▸ WHAT TO DO:
Within the records, which lines hold the string "registry"? Report each one by copying it.
=== Begin Enclosure ===
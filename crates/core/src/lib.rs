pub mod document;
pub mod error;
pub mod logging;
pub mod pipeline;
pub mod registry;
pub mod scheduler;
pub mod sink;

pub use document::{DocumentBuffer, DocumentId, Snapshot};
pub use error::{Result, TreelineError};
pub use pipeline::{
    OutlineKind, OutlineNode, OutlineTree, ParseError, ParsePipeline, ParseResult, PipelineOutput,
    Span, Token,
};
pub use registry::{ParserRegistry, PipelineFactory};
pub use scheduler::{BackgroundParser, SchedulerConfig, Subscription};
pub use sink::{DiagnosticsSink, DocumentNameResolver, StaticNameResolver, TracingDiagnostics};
=== End Enclosure ===
▸ RESULT:
pub mod registry;
pub use registry::{ParserRegistry, PipelineFactory};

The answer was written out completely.